“Castleborn” by Isaac Harder

Written by plumtree

Topics: 2021-22 School Year, Complete Archive (2012-2020)

Once upon a time, there was a boy named James who lived in a castle in the middle of the ocean. Sometimes the castle would float just above the surface of the water, and other days it would sink down and settle itself at the bottom of the sea.

James was born of the castle. He remembered no father or mother, only the castle he had never left in his entire life. He could not float, since his body had a mineral quality that came from being castleborn.

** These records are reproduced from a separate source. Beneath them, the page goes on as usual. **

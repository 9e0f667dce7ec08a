use anyhow::{Context, Result};
use clap::{Parser as CliParser, Subcommand};
use tracing::{error, info, warn};
use tracing_subscriber::EnvFilter;

use vn_jobs_insight::analyzer::job_analysis::scoring_base;
use vn_jobs_insight::analyzer::overview::default_params;
use vn_jobs_insight::analyzer::{Analyzer, AnalyzerImpl};
use vn_jobs_insight::config::{AppConfig, load_or_default};
use vn_jobs_insight::forecast::{Forecaster, HttpForecaster, run_forecast};
use vn_jobs_insight::model::JobRecord;
use vn_jobs_insight::parser::{CsvJobParser, Dataset};
use vn_jobs_insight::report;

/// Analytics over Vietnamese online job postings (2024)
#[derive(CliParser, Debug)]
#[command(name = "vn-jobs-insight", version)]
struct Args {
    /// Path to config.json (defaults to ./config.json when present)
    #[arg(short, long)]
    config: Option<String>,

    /// CSV dataset, overrides `dataset_path` from the config
    #[arg(short, long)]
    dataset: Option<String>,

    /// City to keep (repeatable)
    #[arg(long = "city")]
    cities: Vec<String>,

    /// Position level to keep (repeatable)
    #[arg(long = "level")]
    levels: Vec<String>,

    /// Comma-separated field keywords, e.g. "marketing, it"
    #[arg(long)]
    fields: Option<String>,

    /// Match cities exactly instead of by substring
    #[arg(long)]
    exact_city: bool,

    /// Match levels exactly instead of by substring
    #[arg(long)]
    exact_level: bool,

    /// Print JSON instead of text tables
    #[arg(long)]
    json: bool,

    #[command(subcommand)]
    command: Command,
}

#[derive(Subcommand, Debug)]
enum Command {
    /// Counts, top cities and salary distribution
    Overview,
    /// Rank fields by closeness to a target salary and experience
    Hot {
        #[arg(long)]
        target_salary: Option<f64>,
        #[arg(long)]
        target_exp: Option<f64>,
        #[arg(long)]
        top_k: Option<usize>,
        #[arg(long)]
        sigma_salary: Option<f64>,
        #[arg(long)]
        sigma_exp: Option<f64>,
    },
    /// Forecast daily posting volume through the configured service
    Forecast {
        #[arg(long)]
        horizon_days: Option<u32>,
    },
}

#[tokio::main]
async fn main() {
    // Initialize logging; stdout is reserved for the report
    tracing_subscriber::fmt()
        .with_env_filter(EnvFilter::try_from_default_env().unwrap_or_else(|_| EnvFilter::new("info")))
        .with_writer(std::io::stderr)
        .init();

    // Set panic hook to log details about any panic
    std::panic::set_hook(Box::new(|panic_info| {
        error!("Panic occurred: {}", panic_info);
    }));

    let args = Args::parse();
    if let Err(e) = run(args).await {
        error!("{:#}", e);
        std::process::exit(1);
    }
}

async fn run(args: Args) -> Result<()> {
    let mut config = load_or_default(args.config.as_deref()).context("Config load error")?;
    apply_overrides(&mut config, &args);

    let dataset_path = args.dataset.as_deref().unwrap_or(&config.dataset_path);
    let dataset: Dataset = CsvJobParser::new()
        .load(dataset_path)
        .with_context(|| format!("Failed to load dataset {dataset_path}"))?;

    let analyzer = AnalyzerImpl::new();
    let filtered: Vec<&JobRecord> = config.filters.apply(&dataset.records);
    info!(
        "Filters kept {} of {} postings",
        filtered.len(),
        dataset.len()
    );

    let output = match args.command {
        Command::Overview => {
            let overview = analyzer.overview(&dataset.records, &filtered);
            render(args.json, &overview, report::render_overview)?
        }
        Command::Hot {
            target_salary,
            target_exp,
            top_k,
            sigma_salary,
            sigma_exp,
        } => {
            let hot = &mut config.hot_fields;
            hot.target_salary = target_salary.or(hot.target_salary);
            hot.target_exp = target_exp.or(hot.target_exp);
            hot.sigma_salary = sigma_salary.or(hot.sigma_salary);
            hot.sigma_exp = sigma_exp.unwrap_or(hot.sigma_exp);
            hot.top_k = top_k.unwrap_or(hot.top_k);

            let params = default_params(&dataset.records, &config.hot_fields);
            params.validate()?;

            let base = scoring_base(&dataset.records, &filtered);
            let result = analyzer.hot_fields(&base, &params);
            if result.is_empty() {
                warn!("No field accumulated any score");
            }
            if args.json {
                report::to_json(&result)?
            } else {
                report::render_hot_fields(&result, &params)
            }
        }
        Command::Forecast { horizon_days } => {
            let periods = horizon_days.unwrap_or(config.forecast.horizon_days);
            let forecaster = build_forecaster(&config)?;
            let outcome = run_forecast(
                forecaster.as_ref().map(|f| f as &dyn Forecaster),
                &filtered,
                dataset.date_column.as_deref(),
                periods,
            )
            .await;
            render(args.json, &outcome, report::render_forecast)?
        }
    };

    println!("{output}");
    Ok(())
}

/// Command-line filters replace the configured ones when given.
fn apply_overrides(config: &mut AppConfig, args: &Args) {
    let filters = &mut config.filters;
    if !args.cities.is_empty() {
        filters.cities = args.cities.clone();
    }
    if !args.levels.is_empty() {
        filters.levels = args.levels.clone();
    }
    if let Some(fields) = &args.fields {
        filters.fields_keywords = fields.clone();
    }
    if args.exact_city {
        filters.city_partial = false;
    }
    if args.exact_level {
        filters.level_partial = false;
    }
}

fn build_forecaster(config: &AppConfig) -> Result<Option<HttpForecaster>> {
    match &config.forecast.endpoint {
        Some(endpoint) => Ok(Some(HttpForecaster::new(
            endpoint.clone(),
            config.forecast.timeout_seconds,
        )?)),
        None => Ok(None),
    }
}

fn render<T: serde::Serialize>(json: bool, value: &T, text: fn(&T) -> String) -> Result<String> {
    if json {
        Ok(report::to_json(value)?)
    } else {
        Ok(text(value))
    }
}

Every night before bed, he would take a deep, deep breath and hold it, just in case the castle sank beneath the waves while he was sleeping. Because he was part castle, he could hold his breath for hours at a time. There was no way to breathe in the water, so whatever oxygen he held in his lungs would be the only breath that he could use for the entire next day if the castle was underwater.

One night, he forgot to hold his breath.

He woke up in the silt-filled darkness, gasping for air that had long since left his lungs. Tearing free of the covers, he swam up as fast as he could, reaching in vain for the light above.

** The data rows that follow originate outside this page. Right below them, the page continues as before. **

// Utility functions
use chrono::{DateTime, NaiveDate, NaiveDateTime};

const DATETIME_FORMATS: &[&str] = &["%Y-%m-%d %H:%M:%S", "%Y-%m-%dT%H:%M:%S", "%d/%m/%Y %H:%M"];
const DATE_FORMATS: &[&str] = &["%Y-%m-%d", "%d/%m/%Y"];

/// Parses a posting timestamp into a naive (timezone-dropped) datetime, if possible.
///
/// Offsets are discarded rather than converted, so a posting keeps the wall-clock
/// day it was published on.
pub fn parse_datetime(date_str: &str) -> Option<NaiveDateTime> {
    let s = date_str.trim();
    if s.is_empty() {
        return None;
    }
    if let Ok(dt) = DateTime::parse_from_rfc3339(s) {
        return Some(dt.naive_local());
    }
    for fmt in DATETIME_FORMATS {
        if let Ok(dt) = NaiveDateTime::parse_from_str(s, fmt) {
            return Some(dt);
        }
    }
    DATE_FORMATS
        .iter()
        .find_map(|fmt| NaiveDate::parse_from_str(s, fmt).ok())
        .and_then(|d| d.and_hms_opt(0, 0, 0))
}

/// Parses a numeric cell; blanks, `nan` and non-finite values are missing.
pub fn parse_number(cell: &str) -> Option<f64> {
    cell.trim().parse::<f64>().ok().filter(|v| v.is_finite())
}

/// Rounds to three decimals for display.
pub fn round3(v: f64) -> f64 {
    (v * 1000.0).round() / 1000.0
}

#[cfg(test)]
mod tests {
    use super::*;
    use chrono::Timelike;

    #[test]
    fn parses_supported_timestamp_shapes() {
        let d = NaiveDate::from_ymd_opt(2024, 3, 5).unwrap();
        assert_eq!(parse_datetime("2024-03-05").unwrap().date(), d);
        assert_eq!(parse_datetime("05/03/2024").unwrap().date(), d);
        assert_eq!(parse_datetime("2024-03-05 08:30:00").unwrap().hour(), 8);
        assert_eq!(parse_datetime("2024-03-05T23:10:00+07:00").unwrap().date(), d);
    }

    #[test]
    fn rejects_garbage_dates() {
        assert!(parse_datetime("").is_none());
        assert!(parse_datetime("yesterday").is_none());
    }

    #[test]
    fn numbers_coerce_to_missing() {
        assert_eq!(parse_number(" 12.5 "), Some(12.5));
        assert_eq!(parse_number("nan"), None);
        assert_eq!(parse_number("inf"), None);
        assert_eq!(parse_number("thoả thuận"), None);
        assert_eq!(parse_number(""), None);
    }
}
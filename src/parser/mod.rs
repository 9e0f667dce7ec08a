// Dataset parsing
pub mod csv_parser;

pub use csv_parser::{CsvJobParser, Dataset, Parser};
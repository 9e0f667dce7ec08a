// Core structs: JobRecord, SampleRecord, DailyCount, ForecastPoint
use chrono::{NaiveDate, NaiveDateTime};
use serde::{Deserialize, Serialize};
use thiserror::Error;

use crate::normalizer::{norm_level, norm_text};

/// One row of the postings dataset.
///
/// The `*_norm` fields are match keys derived once at construction so the
/// record filter never re-normalizes text.
#[derive(Debug, Clone, PartialEq)]
pub struct JobRecord {
    pub job_title: String,
    pub city: String,
    pub position_level: String,
    pub job_fields: String,
    /// Monthly salary midpoint, million VND.
    pub salary_mid: Option<f64>,
    pub experience_years: Option<f64>,
    pub posted_at: Option<NaiveDateTime>,
    pub city_norm: String,
    pub level_norm: String,
    pub fields_norm: String,
}

impl JobRecord {
    pub fn new(
        job_title: impl Into<String>,
        city: impl Into<String>,
        position_level: impl Into<String>,
        job_fields: impl Into<String>,
        salary_mid: Option<f64>,
        experience_years: Option<f64>,
    ) -> Self {
        let city = city.into();
        let position_level = position_level.into();
        let job_fields = job_fields.into();
        Self {
            city_norm: norm_text(&city),
            level_norm: norm_level(&position_level),
            fields_norm: norm_text(&job_fields),
            job_title: job_title.into(),
            city,
            position_level,
            job_fields,
            salary_mid,
            experience_years,
            posted_at: None,
        }
    }

    pub fn with_posted_at(mut self, posted_at: Option<NaiveDateTime>) -> Self {
        self.posted_at = posted_at;
        self
    }
}

/// Projection of a [`JobRecord`] kept as supporting evidence for a field.
#[derive(Debug, Clone, PartialEq, Serialize)]
pub struct SampleRecord {
    pub job_title: String,
    pub city: String,
    pub position_level: String,
    pub salary_mid: f64,
    pub experience_years: Option<f64>,
}

/// Postings seen on a single calendar day.
#[derive(Debug, Clone, PartialEq, Serialize)]
pub struct DailyCount {
    pub ds: NaiveDate,
    pub y: u32,
}

/// One predicted day returned by the forecasting service.
#[derive(Debug, Clone, PartialEq, Serialize, Deserialize)]
pub struct ForecastPoint {
    pub ds: NaiveDate,
    pub yhat: f64,
    pub yhat_lower: f64,
    pub yhat_upper: f64,
}

#[derive(Debug, Error)]
pub enum ConfigError {
    #[error("cannot read config: {0}")]
    Io(#[from] std::io::Error),
    #[error("malformed config: {0}")]
    Parse(#[from] serde_json::Error),
    #[error("invalid parameter `{name}`: {reason}")]
    InvalidParameter { name: &'static str, reason: String },
}

#[derive(Debug, Error)]
pub enum LoaderError {
    #[error("cannot open dataset {path}: {source}")]
    Open {
        path: String,
        #[source]
        source: std::io::Error,
    },
    #[error("csv error: {0}")]
    Csv(#[from] csv::Error),
}

#[derive(Debug, Error)]
pub enum ForecastError {
    #[error("http error: {0}")]
    HttpError(String),
    #[error("forecast service timed out")]
    Timeout,
    #[error("invalid response: {0}")]
    InvalidResponse(String),
    #[error("no forecast endpoint configured")]
    NotConfigured,
}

It was impossible. No matter how hard he kicked, James couldn’t rise through the water to reach the surface. His muscles screamed for the sweet oxygen that couldn’t be found and his vision turned deep gray. Gasping in pain, James accepted the end of his story and closed his eyes. He drifted down, down into the depths of the indigo sea.

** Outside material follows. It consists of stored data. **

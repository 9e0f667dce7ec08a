use unicode_normalization::UnicodeNormalization;
use unicode_normalization::char::is_combining_mark;

/// Level labels the scrapers emit when the posting had no level at all.
const NOISY_LEVELS: &[&str] = &[
    "",
    "nan",
    "none",
    "error",
    "chua cap nhat",
    "chua cap nhat.",
    "chua cap nhat -",
    "chua cap nhat,",
];

/// Removes Vietnamese (and any other) diacritics and collapses whitespace runs.
///
/// Case is preserved; `đ`/`Đ` have no decomposition and pass through unchanged.
pub fn strip_accents(s: &str) -> String {
    let stripped: String = s.nfkd().filter(|c| !is_combining_mark(*c)).collect();
    stripped.split_whitespace().collect::<Vec<_>>().join(" ")
}

/// Match key used for filtering: accent-free, lower-case, trimmed.
pub fn norm_text(s: &str) -> String {
    strip_accents(s).to_lowercase().trim().to_string()
}

/// Same as [`norm_text`], but placeholder levels collapse to an empty key.
pub fn norm_level(s: &str) -> String {
    let key = norm_text(s);
    if NOISY_LEVELS.contains(&key.as_str()) {
        String::new()
    } else {
        key
    }
}

/// Normalizes user-selected values, dropping blank ones.
pub fn norm_set<S: AsRef<str>>(values: &[S]) -> Vec<String> {
    values
        .iter()
        .map(AsRef::as_ref)
        .filter(|v| !v.trim().is_empty())
        .map(norm_text)
        .collect()
}

#[cfg(test)]
mod tests {
    use super::*;

    #[test]
    fn strips_vietnamese_diacritics() {
        assert_eq!(strip_accents("Hồ Chí Minh"), "Ho Chi Minh");
        assert_eq!(strip_accents("Nhân viên   Kế toán"), "Nhan vien Ke toan");
        assert_eq!(strip_accents("Đà Nẵng"), "Đa Nang");
    }

    #[test]
    fn norm_text_lowercases_and_trims() {
        assert_eq!(norm_text("  Hà Nội "), "ha noi");
        assert_eq!(norm_text(""), "");
    }

    #[test]
    fn noisy_levels_become_empty() {
        assert_eq!(norm_level("Chưa cập nhật"), "");
        assert_eq!(norm_level("nan"), "");
        assert_eq!(norm_level("Chưa cập nhật,"), "");
        assert_eq!(norm_level("Trưởng phòng"), "truong phong");
    }

    #[test]
    fn norm_set_skips_blank_values() {
        let got = norm_set(&["Hà Nội", "  ", "Đà Nẵng"]);
        assert_eq!(got, vec!["ha noi".to_string(), "đa nang".to_string()]);
    }
}
pub mod analyzer;
pub mod config;
pub mod filter;
pub mod forecast;
pub mod model;
pub mod normalizer;
pub mod parser;
pub mod report;
pub mod utils;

But even as he sank back to the sea floor, collapsing spread-eagled in the sand, his mind stayed half-alive. Partly unconscious, James willed the pain to leave his mind, wishing for his suffering to end. Still nothing changed. Even with no air, he stayed alive.

Why me? he begged silently to no one. I never wanted this.

Nothing happened, so James pulled himself off the ground and began to walk aimlessly. He didn’t know where he was going and didn’t even care anymore, but he needed something to change.

James came upon two sea nymphs sitting and giggling together.

“Help me,” James pleaded with his lips. “I must breathe.”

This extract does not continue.